What she said then made so much sense, why I didn't think of it first is a mystery. She said: " Sis, no matter what happened in your past, you have a story to tell. What's more important is not that you won't be telling it to your children, but it's important that you TELL your story. It's yours. Just tell it."

So that's what I did. I picked one of my baby pictures and scrapped it. It was a bit small for a 12 x 12 page, so I went for the 8 x 8 size. Here is the result:


For a bigger image, click *here*. I struggled a bit with the correct lighting - but you get the idea. The journaling is as follows: "Krulletjies, Kuiltjies & Kleintyd se Kiekies." So why did I write it in Afrikaans when I knew most of you wouldn't understand at all? Because all the k's are part of a letter play on my name. Translated it means: "Krulletjies (curls), Kuiltjies (dimples) & Kleintyd (childhood times) se Kiekies (photos)."
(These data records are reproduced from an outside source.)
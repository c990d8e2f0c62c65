use thiserror::Error;
use uuid::Uuid;

use crate::error::BeepconError;
use crate::models::DeviceId;

#[derive(Error, Clone, Debug, PartialEq, Eq)]
pub enum TransportError {
    #[error("bluetooth permission denied")]
    PermissionDenied,
    #[error("bluetooth is off")]
    BluetoothOff,
    #[error("device not found")]
    DeviceNotFound,
    #[error("connection failed")]
    ConnectionFailed,
    #[error("GATT error")]
    GattError,
    #[error("transport timed out")]
    Timeout,
    #[error("unknown transport error")]
    Unknown,
}

impl From<TransportError> for BeepconError {
    fn from(err: TransportError) -> Self {
        BeepconError::TransportUnavailable(err.to_string())
    }
}

/// Radio side used by the scan engine. Advertisements come back through
/// `ScanSession::on_advertisement`.
pub trait ScanTransport {
    fn start_scan(&mut self, service_uuid: Uuid) -> Result<(), TransportError>;
    fn stop_scan(&mut self) -> Result<(), TransportError>;
    /// Radio powered and authorized.
    fn is_available(&self) -> bool;
}

/// Exclusive command channel to one device. Responses come back through
/// `ConnectionSession::on_notification`, link changes through
/// `on_connection_established` / `on_connection_lost`.
pub trait LinkTransport {
    fn connect(&mut self, device: &DeviceId) -> Result<(), TransportError>;
    fn disconnect(&mut self) -> Result<(), TransportError>;
    fn write(&mut self, frame: &[u8]) -> Result<(), TransportError>;
}

/// Both halves, as owned by the manager.
pub trait Transport: ScanTransport + LinkTransport {}

impl<T: ScanTransport + LinkTransport> Transport for T {}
Yes it was therapeutic, and yes I cried a few times. The important part is that I started. I'm not skipping over my own pictures anymore. Looking at them is still painful, but by looking at who I was, how I changed from a little baby into who I am today, makes me realize I'm someone special. And the world didn't fall in on my head just because I actually typed it.

The lesson I learned this week, thanks to Wilma's advice, is that I need to tell my story even though some of the chapters I wanted to have in my book won't be there. It will make it different, and it will be beautiful, because it is MINE.
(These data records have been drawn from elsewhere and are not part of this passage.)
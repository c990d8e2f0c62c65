use uuid::Uuid;

use crate::error::BeepconError;
use crate::stats::AggregationTick;

/// Platform-assigned device handle.
///
/// The platform may hand out a different identifier for the same physical
/// beepcon across scan sessions, so this is only ever a registry key.
#[derive(Clone, Debug, PartialEq, Eq, Hash, PartialOrd, Ord)]
pub struct DeviceId(pub String);

impl DeviceId {
    pub fn new(id: impl Into<String>) -> Self {
        DeviceId(id.into())
    }

    pub fn as_str(&self) -> &str {
        &self.0
    }
}

impl std::fmt::Display for DeviceId {
    fn fmt(&self, f: &mut std::fmt::Formatter<'_>) -> std::fmt::Result {
        f.write_str(&self.0)
    }
}

/// Fields decoded from one advertisement. Any of them may be missing.
#[derive(Clone, Debug, Default, PartialEq)]
pub struct AdvertisementReport {
    pub name: Option<String>,
    pub rssi: Option<i32>,
    pub tx_power: Option<i32>,
    pub major: Option<u16>,
    pub minor: Option<u16>,
    pub service_uuid: Option<Uuid>,
}

#[derive(Clone, Copy, Debug, PartialEq, Eq)]
pub enum ProximityLabel {
    VeryClose,
    Close,
    Far,
    Unknown,
}

/// Lost power at or above this is "very close".
pub const VERY_CLOSE_LOST_POWER_DB: i32 = -10;

/// Lost power at or above this (and below very close) is "close".
pub const CLOSE_LOST_POWER_DB: i32 = -25;

/// Classify the attenuation between declared tx power and measured mean RSSI.
pub fn proximity_for_lost_power(lost_power: i32) -> ProximityLabel {
    if lost_power >= VERY_CLOSE_LOST_POWER_DB {
        ProximityLabel::VeryClose
    } else if lost_power >= CLOSE_LOST_POWER_DB {
        ProximityLabel::Close
    } else {
        ProximityLabel::Far
    }
}

/// One record per identifier seen during the current scan.
#[derive(Clone, Debug, PartialEq)]
pub struct DiscoveredDevice {
    pub identifier: DeviceId,
    pub name: Option<String>,
    /// Running mean of every valid RSSI since the record was created (dBm)
    pub mean_rssi: Option<i32>,
    /// Declared power at 1 m (dBm)
    pub tx_power: Option<i32>,
    pub major: Option<u16>,
    pub minor: Option<u16>,
    pub broadcast_count: u32,
    pub retry_count: u32,
    pub last_error: Option<BeepconError>,
    pub all_fields_received: bool,
    pub last_seen_at_ms: u64,
    pub last_computed: Option<AggregationTick>,
    pub(crate) rssi_sum: i64,
    pub(crate) rssi_count: u32,
}

impl DiscoveredDevice {
    pub fn new(identifier: DeviceId, first_seen_at_ms: u64) -> Self {
        Self {
            identifier,
            name: None,
            mean_rssi: None,
            tx_power: None,
            major: None,
            minor: None,
            broadcast_count: 0,
            retry_count: 0,
            last_error: None,
            all_fields_received: false,
            last_seen_at_ms: first_seen_at_ms,
            last_computed: None,
            rssi_sum: 0,
            rssi_count: 0,
        }
    }

    /// `mean_rssi - tx_power` when both are known.
    pub fn lost_power(&self) -> Option<i32> {
        match (self.mean_rssi, self.tx_power) {
            (Some(mean), Some(tx)) => Some(mean - tx),
            _ => None,
        }
    }

    pub fn proximity(&self) -> ProximityLabel {
        self.lost_power()
            .map(proximity_for_lost_power)
            .unwrap_or(ProximityLabel::Unknown)
    }

    pub(crate) fn record_rssi(&mut self, rssi: i32) {
        self.rssi_sum += i64::from(rssi);
        self.rssi_count += 1;
        let mean = self.rssi_sum as f64 / f64::from(self.rssi_count);
        self.mean_rssi = Some(mean.round() as i32);
    }

    pub(crate) fn refresh_completeness(&mut self) {
        self.all_fields_received = self.name.is_some()
            && self.tx_power.is_some()
            && self.major.is_some()
            && self.minor.is_some()
            && self.mean_rssi.is_some();
    }
}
Once upon a time there was a little girl who had no idea whatsoever about all the real life monsters out there. She also had no idea how beautiful life could be, but she was about to find out exactly how absolutely breathtaking it is!


12 comments:

Lori Lavender Luz said...

"Once upon a time there was a little girl who had no idea whatsoever about all the real life monsters out there. She also had no idea how beautiful life could be, but she was about to find out exactly how absolutely breathtaking it is!"
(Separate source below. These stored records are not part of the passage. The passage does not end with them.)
//! Command/response frames exchanged with a connected beepcon.
//!
//! Requests are `[opcode, payload...]`. Responses echo the opcode and add a
//! status byte: `[opcode, status, payload...]`, where status 0 is success.
//! Every multi-byte integer is big-endian.
//!
//! ```
//! use beepcon_core::protocol::{decode, CapabilityLimits, Command, Opcode, Response};
//!
//! let frame = Command::ReadBattery.encode().unwrap();
//! assert_eq!(frame, vec![0x10]);
//!
//! let response = decode(Opcode::ReadBattery, &[0x10, 0x00, 0x0b, 0xb8]).unwrap();
//! assert_eq!(response, Response::Battery { millivolts: 3000 });
//!
//! let limits = CapabilityLimits::default();
//! assert!(Command::Buzz { sound: 3 }.validate(&limits).is_err());
//! ```

pub mod command;
pub mod response;

pub use command::{Command, TxPattern};
pub use response::{decode, Response, StackVersion, VersionInfo, VersionPair};

use crate::error::{BeepconError, Result};

/// Status byte for a successful response.
pub const STATUS_OK: u8 = 0x00;

/// Status byte returned to `ValidatePassword` when the password is wrong.
pub const STATUS_INVALID_PASSWORD: u8 = 0x01;

/// Largest description, in UTF-8 bytes.
pub const MAX_DESCRIPTION_LEN: usize = 480;

/// Largest URL, in UTF-8 bytes.
pub const MAX_URL_LEN: usize = 160;

/// Largest data section of one firmware chunk frame.
pub const MAX_CHUNK_PAYLOAD: usize = 240;

pub const MAX_BUZZ_SOUND: u8 = 2;

pub const MAX_LED_SECONDS: u8 = 200;

#[derive(Debug, Clone, Copy, PartialEq, Eq, Hash)]
#[repr(u8)]
pub enum Opcode {
    ValidatePassword = 0x01,
    ReadBattery = 0x10,
    Buzz = 0x11,
    LightLed = 0x12,
    ReadTextInfo = 0x13,
    ReadIdentifiers = 0x14,
    ReadVersion = 0x15,
    ReadTxPower = 0x16,
    ReadTxRate = 0x17,
    ReadTxPattern = 0x18,
    ResetPasswordToFactory = 0x19,
    WriteTextInfo = 0x20,
    WriteIdentifiers = 0x21,
    WriteTxPower = 0x22,
    WriteTxRate = 0x23,
    WriteUuid = 0x24,
    WriteTxPattern = 0x25,
    WritePassword = 0x26,
    WriteTxCalibration = 0x27,
    ResetFactoryCalibration = 0x28,
    WriteQuietMode = 0x29,
    FirmwareBegin = 0x30,
    FirmwareChunk = 0x31,
}

impl Opcode {
    pub fn from_byte(byte: u8) -> Option<Self> {
        use Opcode::*;
        let op = match byte {
            0x01 => ValidatePassword,
            0x10 => ReadBattery,
            0x11 => Buzz,
            0x12 => LightLed,
            0x13 => ReadTextInfo,
            0x14 => ReadIdentifiers,
            0x15 => ReadVersion,
            0x16 => ReadTxPower,
            0x17 => ReadTxRate,
            0x18 => ReadTxPattern,
            0x19 => ResetPasswordToFactory,
            0x20 => WriteTextInfo,
            0x21 => WriteIdentifiers,
            0x22 => WriteTxPower,
            0x23 => WriteTxRate,
            0x24 => WriteUuid,
            0x25 => WriteTxPattern,
            0x26 => WritePassword,
            0x27 => WriteTxCalibration,
            0x28 => ResetFactoryCalibration,
            0x29 => WriteQuietMode,
            0x30 => FirmwareBegin,
            0x31 => FirmwareChunk,
            _ => return None,
        };
        Some(op)
    }

    pub fn as_byte(self) -> u8 {
        self as u8
    }

    /// Configuration writes; the device reboots after acknowledging them.
    pub fn is_write(self) -> bool {
        (0x20..=0x29).contains(&self.as_byte())
    }

    pub fn is_firmware(self) -> bool {
        matches!(self, Opcode::FirmwareBegin | Opcode::FirmwareChunk)
    }
}

/// Bounds the device reports after a successful password validation.
///
/// All zero until then, and zeroed again on disconnect.
#[derive(Debug, Clone, Copy, Default, PartialEq, Eq)]
pub struct CapabilityLimits {
    pub max_name_len: u8,
    pub max_password_len: u8,
    pub min_password_len: u8,
    pub max_tx_power: u8,
    pub max_tx_rate: u8,
    /// Upper bound on the sum of the five broadcast slots (seconds)
    pub max_pattern_time: u8,
    pub min_config_time: u8,
    pub max_config_time: u8,
    pub max_power_db1m: i8,
    pub min_power_db1m: i8,
}

impl CapabilityLimits {
    pub const WIRE_LEN: usize = 10;

    pub fn from_bytes(payload: &[u8]) -> Result<Self> {
        let b: &[u8; Self::WIRE_LEN] = payload.try_into().map_err(|_| {
            BeepconError::protocol(format!(
                "capability block is {} bytes, expected {}",
                payload.len(),
                Self::WIRE_LEN
            ))
        })?;
        Ok(Self {
            max_name_len: b[0],
            max_password_len: b[1],
            min_password_len: b[2],
            max_tx_power: b[3],
            max_tx_rate: b[4],
            max_pattern_time: b[5],
            min_config_time: b[6],
            max_config_time: b[7],
            max_power_db1m: b[8] as i8,
            min_power_db1m: b[9] as i8,
        })
    }

    pub fn is_populated(&self) -> bool {
        *self != Self::default()
    }
}

#[cfg(test)]
mod tests {
    use super::*;

    #[test]
    fn test_opcode_round_trip_table() {
        for byte in 0u8..=0xff {
            if let Some(op) = Opcode::from_byte(byte) {
                assert_eq!(op.as_byte(), byte);
            }
        }
        assert_eq!(Opcode::from_byte(0x02), None);
        assert_eq!(Opcode::from_byte(0x2a), None);
    }

    #[test]
    fn test_write_classification() {
        assert!(Opcode::WriteTextInfo.is_write());
        assert!(Opcode::ResetFactoryCalibration.is_write());
        assert!(Opcode::WriteQuietMode.is_write());
        assert!(!Opcode::ResetPasswordToFactory.is_write());
        assert!(!Opcode::FirmwareBegin.is_write());
        assert!(Opcode::FirmwareChunk.is_firmware());
    }

    #[test]
    fn test_capability_limits_from_bytes() {
        let limits =
            CapabilityLimits::from_bytes(&[20, 16, 4, 7, 9, 60, 10, 120, 0x04, 0xe2]).unwrap();
        assert_eq!(limits.max_name_len, 20);
        assert_eq!(limits.min_password_len, 4);
        assert_eq!(limits.max_pattern_time, 60);
        assert_eq!(limits.max_power_db1m, 4);
        assert_eq!(limits.min_power_db1m, -30);
        assert!(limits.is_populated());
        assert!(!CapabilityLimits::default().is_populated());

        assert!(matches!(
            CapabilityLimits::from_bytes(&[1, 2, 3]),
            Err(BeepconError::ProtocolError(_))
        ));
    }
}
There are no more profound words.

And you are so Kute!!

Wilma said...

Ek is soooo lief vir jou sussie! Wens ek kan daar by jou wees vanaand en sommer saam tjank so tussen die scrap en rooiwyn deur...

Esperanza said...

I love the page! Good for you for moving past your grief.

Geohde said...

That's a gorgeous page you've made,

J

loribeth said...

Oh, your sister is so right!! Just because we don't have children doesn't mean our own story isn't worth documenting, if only for our own pleasure. And your page is beautiful!!

Bea said...

Some good advice from your sister. Unfortunately, it's hard to see value in a life which doesn't include parenting when society continually pushes the message that *that's* what makes life worthwhile. Parents have a big stake in convincing themselves of this, and have to say it often. I think your story is worthwhile, too.

Bea

Amanda said...

What a beautiful page!

Deathstar said...

I'm glad you did your scrapbooking and shared that adorable picture with us. You deserve to be happy, you were here and you matter. If it's any consolation to you, I have an inordinate amount of pictures of my dog.

Summer said...

That's a wonderful start to your book!

Anonymous said...

love, love, LOVE this!!!!!
thank you for posting...always!
also, being that i am of dutch heritage, i loved seeing the afrikaans...i also have a sister, Wilma, who was very empathetic this week...you see, more than IF connects us!

be well...
peace
shlomit

Pamela T. said...

What a cutie pie. Loved the peek into your past. Remember you're still the little girl pictured here with the same vulnerabilities so don't be too hard on yourself when you feel the weight of the world coming down on you.

Kami said...

Wow. I love this post and especially the last paragraph. Good for you!